I didn't even make it through 5 pumpkins last Halloween with my set and horn is much harder to carve.





For the epoxy coating, consider something like this? http://www.masterbond.com/properties/food-safe-adhesives-sealants-coatings-encapsulation-compounds
Wax works well for cold beverages(that's how almost all leather flasks are sealed) but not so well for a steaming horn of whatever, as the wax may very well melt.

Make the copper fit.
Remove it.
NOW solder it(using lead free solder, preferably silver solder)
Refit the copper(slip on from the bottom)
fix in place with your rivets.

Probably a better solution for the copper is, start with a thicker copper FOIL.
It's very soft, and easy to work with. Available from tool supply companies, or thinner stuff can be had in the stained glass department of your local hobby shop.
Rivets would be pure;y decorative in this case, but might still look good.
Once it's formed in place, the epoxy sealing material should provide adequate protection, and structure, to keep it from dislodging during use and cleaning, plus will protect it from the more corrosive liquids, like citrus juices, beer or soda.

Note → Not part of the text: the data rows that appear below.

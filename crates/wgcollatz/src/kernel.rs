//! The Collatz iteration-counting kernel.

use wgpu::BufferUsages;
use wgsubmit::{
    CommandSequence, ComputeStage, ConfigurationError, GpuBuffer, GpuContext, PipelineError,
    ShaderModule,
};

/// Value the kernel writes when the Collatz step `3n + 1` would overflow
/// 32 bits.
///
/// This is a fixed protocol value of the kernel, surfaced unmodified
/// through readback; callers must treat it as "no finite result", never
/// as a step count.
pub const OVERFLOW: u32 = u32::MAX;

/// Kernel computing, in place, the number of Collatz steps of each `u32`
/// of a storage buffer. One workgroup handles one element.
pub struct WgCollatz {
    stage: ComputeStage,
}

impl WgCollatz {
    /// The kernel’s WGSL sources.
    pub const SRC: &'static str = include_str!("collatz.wgsl");
    /// Label used in compile diagnostics.
    pub const FILE_PATH: &'static str = "wgcollatz/src/collatz.wgsl";

    /// Compiles the kernel on the given context.
    pub fn new(ctx: &GpuContext) -> Result<Self, PipelineError> {
        let module = ShaderModule::compile(ctx, Self::SRC, Self::FILE_PATH)?;
        let stage = ComputeStage::new(ctx, &module, "main")?;
        Ok(Self { stage })
    }

    /// Appends one dispatch of this kernel over the first `len` values of
    /// `values` to `sequence`.
    ///
    /// `values` needs `STORAGE` usage. A zero `len` appends nothing.
    pub fn queue(
        &self,
        ctx: &GpuContext,
        sequence: &mut CommandSequence,
        values: &GpuBuffer,
        len: u32,
    ) -> Result<(), ConfigurationError> {
        let bind_group = self.stage.bind0(ctx, [values])?;
        sequence.insert_debug_marker("compute collatz iterations")?;
        sequence.dispatch_compute(&self.stage, &bind_group, len)
    }

    /// One-shot convenience: uploads `numbers`, runs the kernel, reads
    /// the step counts back.
    ///
    /// An empty input is a no-op yielding an empty vector, without
    /// touching the device queue.
    pub async fn run(&self, ctx: &GpuContext, numbers: &[u32]) -> Result<Vec<u32>, PipelineError> {
        if numbers.is_empty() {
            return Ok(Vec::new());
        }

        let size = std::mem::size_of_val(numbers) as u64;
        let storage = GpuBuffer::init_pod(
            ctx,
            numbers,
            BufferUsages::STORAGE | BufferUsages::COPY_SRC | BufferUsages::COPY_DST,
        )?;
        let staging = GpuBuffer::uninit(
            ctx,
            size,
            BufferUsages::MAP_READ | BufferUsages::COPY_DST,
        )?;

        let mut sequence = CommandSequence::new(ctx);
        self.queue(ctx, &mut sequence, &storage, numbers.len() as u32)?;
        sequence.copy_buffer_to_buffer(&storage, 0, &staging, 0, size)?;
        ctx.submit(sequence.seal()?)?;

        staging.read_pod(ctx).await
    }
}

/// CPU reference of the kernel: Collatz step count of `n`, or
/// [`OVERFLOW`] when `3n + 1` would overflow 32 bits.
pub fn collatz_steps(mut n: u32) -> u32 {
    let mut i = 0;
    while n > 1 {
        if n % 2 == 0 {
            n /= 2;
        } else {
            if n >= 0x5555_5555 {
                return OVERFLOW;
            }
            n = 3 * n + 1;
        }
        i += 1;
    }
    i
}

#[cfg(test)]
mod test {
    use super::{collatz_steps, WgCollatz, OVERFLOW};
    use wgsubmit::GpuContext;

    #[test]
    fn cpu_reference_counts_steps() {
        assert_eq!(collatz_steps(0), 0);
        assert_eq!(collatz_steps(1), 0);
        assert_eq!(collatz_steps(2), 1);
        assert_eq!(collatz_steps(3), 7);
        assert_eq!(collatz_steps(4), 2);
        assert_eq!(collatz_steps(6), 8);
        assert_eq!(collatz_steps(27), 111);
    }

    #[test]
    fn cpu_reference_flags_overflow() {
        assert_eq!(collatz_steps(0x5555_5555), OVERFLOW);
        assert_eq!(collatz_steps(u32::MAX), OVERFLOW);
    }

    #[futures_test::test]
    #[serial_test::serial]
    async fn gpu_matches_cpu_reference() {
        let Ok(gpu) = GpuContext::new().await else {
            eprintln!("no gpu adapter, skipping");
            return;
        };
        let kernel = WgCollatz::new(&gpu).unwrap();

        let numbers = [1u32, 4, 3, 295];
        let steps = kernel.run(&gpu, &numbers).await.unwrap();

        assert_eq!(steps.len(), numbers.len());
        for (&n, &got) in numbers.iter().zip(steps.iter()) {
            assert_eq!(got, collatz_steps(n));
        }
    }

    #[futures_test::test]
    #[serial_test::serial]
    async fn gpu_surfaces_the_overflow_sentinel() {
        let Ok(gpu) = GpuContext::new().await else {
            eprintln!("no gpu adapter, skipping");
            return;
        };
        let kernel = WgCollatz::new(&gpu).unwrap();

        let steps = kernel.run(&gpu, &[0x5555_5555, 2]).await.unwrap();
        assert_eq!(steps, vec![OVERFLOW, 1]);
    }

    #[futures_test::test]
    #[serial_test::serial]
    async fn empty_input_is_a_no_op() {
        let Ok(gpu) = GpuContext::new().await else {
            eprintln!("no gpu adapter, skipping");
            return;
        };
        let kernel = WgCollatz::new(&gpu).unwrap();

        assert_eq!(kernel.run(&gpu, &[]).await.unwrap(), Vec::<u32>::new());
    }
}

Finally, a nice lead free pewter("Fine pewter" is around 99% tin, and 1% copper) could make a fairly nice top. there is a fairly good explanation(though no photos) here http://americanlongrifles.org/forum/index.php?topic=8349.0
As long as the rim is thin enough, it will cool quickly enough to not scorch the horn.
Espcially appropriate, since vikings knew and used pewter regularly(http://en.wikipedia.org/wiki/File:Fork-Viking-Pewter-detail.jpg)

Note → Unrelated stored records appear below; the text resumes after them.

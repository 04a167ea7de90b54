//! Upload a list of integers, count their Collatz steps on the gpu, read
//! the results back. Pass the list as a comma-separated argument:
//!
//! ```text
//! cargo run --example collatz -- "1, 4, 3, 295"
//! ```

use wgcollatz::{parse_numbers, WgCollatz, OVERFLOW};
use wgsubmit::GpuContext;

const DEFAULT_INPUT: &str = "1, 4, 3, 295";

#[async_std::main]
async fn main() -> anyhow::Result<()> {
    let input = std::env::args().nth(1).unwrap_or_else(|| DEFAULT_INPUT.to_string());
    let numbers = parse_numbers(&input);
    println!("Input values: {numbers:?}");

    // Gpu unavailability is a user-visible condition, not a crash.
    let gpu = match GpuContext::new().await {
        Ok(gpu) => gpu,
        Err(err) => {
            println!("Failed to acquire a gpu: {err}");
            return Ok(());
        }
    };

    let kernel = WgCollatz::new(&gpu)?;
    println!("Compiled shader source to compute stage");

    let steps = kernel.run(&gpu, &numbers).await?;
    let display: Vec<String> = steps
        .iter()
        .map(|&n| {
            if n == OVERFLOW {
                "overflow".to_string()
            } else {
                n.to_string()
            }
        })
        .collect();
    println!("Received values from compute shader: {display:?}");

    Ok(())
}
//! Caching of compiled compute stages.

use crate::error::PipelineError;
use crate::gpu::GpuContext;
use crate::shader::{ComputeStage, ShaderModule};
use dashmap::DashMap;
use std::sync::Arc;

/// A map from (shader source, entry point) to the compiled stage.
///
/// Compilation happens once per distinct source; later lookups reuse the
/// same `Arc`ed stage across submissions. Keys are the exact sources, so
/// distinct shaders can never alias to the same stage.
#[derive(Default)]
pub struct StageCache {
    stages: DashMap<(String, String), Arc<ComputeStage>>,
}

impl StageCache {
    /// Creates an empty cache.
    pub fn new() -> Self {
        Self {
            stages: DashMap::new(),
        }
    }

    /// Returns the cached stage for `(source, entry_point)`, compiling it
    /// on the first request.
    pub fn get_or_compile(
        &self,
        ctx: &GpuContext,
        source: &str,
        file_path: &str,
        entry_point: &str,
    ) -> Result<Arc<ComputeStage>, PipelineError> {
        let key = (source.to_string(), entry_point.to_string());

        if let Some(stage) = self.stages.get(&key) {
            return Ok(stage.clone());
        }

        let module = ShaderModule::compile(ctx, source, file_path)?;
        let stage = Arc::new(ComputeStage::new(ctx, &module, entry_point)?);
        self.stages.insert(key, stage.clone());
        Ok(stage)
    }

    /// Number of compiled stages currently held.
    pub fn len(&self) -> usize {
        self.stages.len()
    }

    /// Whether the cache holds no stage.
    pub fn is_empty(&self) -> bool {
        self.stages.is_empty()
    }
}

Thanks ironsmiter for the reply.

Like I said in the instructable, I won't try to coat my horn the correct way. Me and a friend are already thinking on how we could form plastic in such a way it will conceal the entire inside of the horn. We are now thinking on vacuum forming by using a vacuum cleaner and a heat gun. The only thing left is finding appropriate, free, plastic.

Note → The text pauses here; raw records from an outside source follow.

//! Building and sealing ordered sequences of gpu operations.

use crate::buffer::{BufferTrack, GpuBuffer};
use crate::error::ConfigurationError;
use crate::gpu::GpuContext;
use crate::shader::{BindGroup, ComputeStage};
use std::sync::Arc;
use wgpu::{BufferUsages, CommandBuffer, CommandEncoder, COPY_BUFFER_ALIGNMENT};

/// Trait implemented for workgroup counts in compute dispatches.
///
/// Lets callers pass either a single `u32` or a full `[u32; 3]` count to
/// [`CommandSequence::dispatch_compute`].
pub trait WorkgroupSize {
    /// Converts `self` into the three-dimensional workgroup count.
    fn into_workgroups_size(self) -> [u32; 3];
}

impl WorkgroupSize for u32 {
    fn into_workgroups_size(self) -> [u32; 3] {
        [self, 1, 1]
    }
}

impl WorkgroupSize for [u32; 3] {
    fn into_workgroups_size(self) -> [u32; 3] {
        self
    }
}

// A dispatch is empty when any dimension is zero. Checked per component:
// the product of three in-limit counts can exceed `u32`.
fn is_empty_dispatch(workgroups: [u32; 3]) -> bool {
    workgroups.contains(&0)
}

/// An ordered sequence of gpu operations under construction.
///
/// Operations execute on the device in the exact order they were
/// appended; the sequence introduces no reordering of its own. Once
/// [`Self::seal`]ed, no further operations may be appended.
pub struct CommandSequence {
    // None once sealed.
    encoder: Option<CommandEncoder>,
    tracks: Vec<Arc<BufferTrack>>,
}

impl CommandSequence {
    /// Starts an empty sequence.
    pub fn new(ctx: &GpuContext) -> Self {
        Self {
            encoder: Some(ctx.device().create_command_encoder(&Default::default())),
            tracks: Vec::new(),
        }
    }

    fn encoder(&mut self) -> Result<&mut CommandEncoder, ConfigurationError> {
        self.encoder.as_mut().ok_or(ConfigurationError::Sealed)
    }

    /// Appends a copy of `size` bytes from `src` to `dst`.
    ///
    /// Offsets and size must be 4-byte aligned and in bounds; the source
    /// needs `COPY_SRC`, the destination `COPY_DST`, and the two must be
    /// distinct, unmapped buffers.
    pub fn copy_buffer_to_buffer(
        &mut self,
        src: &GpuBuffer,
        src_offset: u64,
        dst: &GpuBuffer,
        dst_offset: u64,
        size: u64,
    ) -> Result<(), ConfigurationError> {
        if self.encoder.is_none() {
            return Err(ConfigurationError::Sealed);
        }
        src.require_usage(BufferUsages::COPY_SRC)?;
        dst.require_usage(BufferUsages::COPY_DST)?;
        for value in [src_offset, dst_offset, size] {
            if value % COPY_BUFFER_ALIGNMENT != 0 {
                return Err(ConfigurationError::CopyMisaligned(value));
            }
        }
        for (offset, buffer) in [(src_offset, src), (dst_offset, dst)] {
            if offset + size > buffer.size() {
                return Err(ConfigurationError::CopyOutOfBounds {
                    offset,
                    len: size,
                    size: buffer.size(),
                });
            }
            if buffer.is_mapped() {
                return Err(ConfigurationError::MappedInUse);
            }
        }
        let (src_track, dst_track) = (src.track(), dst.track());
        if Arc::ptr_eq(&src_track, &dst_track) {
            return Err(ConfigurationError::CopyOverlap);
        }

        self.encoder()?.copy_buffer_to_buffer(
            src.buffer(),
            src_offset,
            dst.buffer(),
            dst_offset,
            size,
        );
        self.tracks.push(src_track);
        self.tracks.push(dst_track);
        Ok(())
    }

    /// Appends a compute dispatch of `stage` over `bind_group` with the
    /// given workgroup count.
    ///
    /// A zero workgroup count encodes nothing (an explicit no-op).
    pub fn dispatch_compute(
        &mut self,
        stage: &ComputeStage,
        bind_group: &BindGroup,
        workgroups: impl WorkgroupSize,
    ) -> Result<(), ConfigurationError> {
        let workgroups = workgroups.into_workgroups_size();
        let encoder = self.encoder()?;
        if is_empty_dispatch(workgroups) {
            return Ok(());
        }

        {
            let mut pass = encoder.begin_compute_pass(&wgpu::ComputePassDescriptor {
                label: Some(stage.entry_point()),
                timestamp_writes: None,
            });
            pass.set_pipeline(stage.pipeline());
            pass.set_bind_group(bind_group.group(), bind_group.raw(), &[]);
            pass.dispatch_workgroups(workgroups[0], workgroups[1], workgroups[2]);
        }
        self.tracks.extend(bind_group.tracks().iter().cloned());
        Ok(())
    }

    /// Appends a debug marker visible to gpu debugging tools.
    pub fn insert_debug_marker(&mut self, label: &str) -> Result<(), ConfigurationError> {
        self.encoder()?.insert_debug_marker(label);
        Ok(())
    }

    /// Seals the sequence into an immutable, submittable unit.
    ///
    /// Sealing twice, like appending after sealing, is a
    /// [`ConfigurationError::Sealed`].
    pub fn seal(&mut self) -> Result<SealedSequence, ConfigurationError> {
        let encoder = self.encoder.take().ok_or(ConfigurationError::Sealed)?;
        Ok(SealedSequence {
            commands: encoder.finish(),
            tracks: std::mem::take(&mut self.tracks),
        })
    }
}

/// A sealed command sequence: an immutable value consumed by exactly one
/// [`GpuContext::submit`].
///
/// Re-submission of the same unit is unrepresentable; encode a fresh
/// sequence to execute the same operations again.
pub struct SealedSequence {
    commands: CommandBuffer,
    tracks: Vec<Arc<BufferTrack>>,
}

impl SealedSequence {
    pub(crate) fn into_parts(self) -> (CommandBuffer, Vec<Arc<BufferTrack>>) {
        (self.commands, self.tracks)
    }
}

The copper I actually like, even with all the imperfections. So I don't like changing it. However you made me think. At the moment I'm searching for tin. Try to melt it and give the horn a proper tip. If this works and I like it I will probably remove the copper rim and replace it with tin. And when I'm really in the mood, i will even add a top.

So for now I'm focusing on making some vacuum formed inside. But when and if I start on a tin tip and rim I will definitely keep you informed.
I refer you to https://www.instructables.com/id/30-Second-Demonstration-of-the-CIR-Sand-Casting-Sy/ and https://www.instructables.com/id/Plastic-Soda-Bottle-Prosthesis/

The basic idea being you could use the first process to form the negative "buck" for the second process, and when you're done, you have a nice heatshrunk soda bottle form ready to line your horn.
Just trim off any excess plastic, and cover the edge with your metal trim.

Can't wait to see your results of take-two.

fyi, amazon.com is one source of tin. just checked, and it's about $20usd per pound.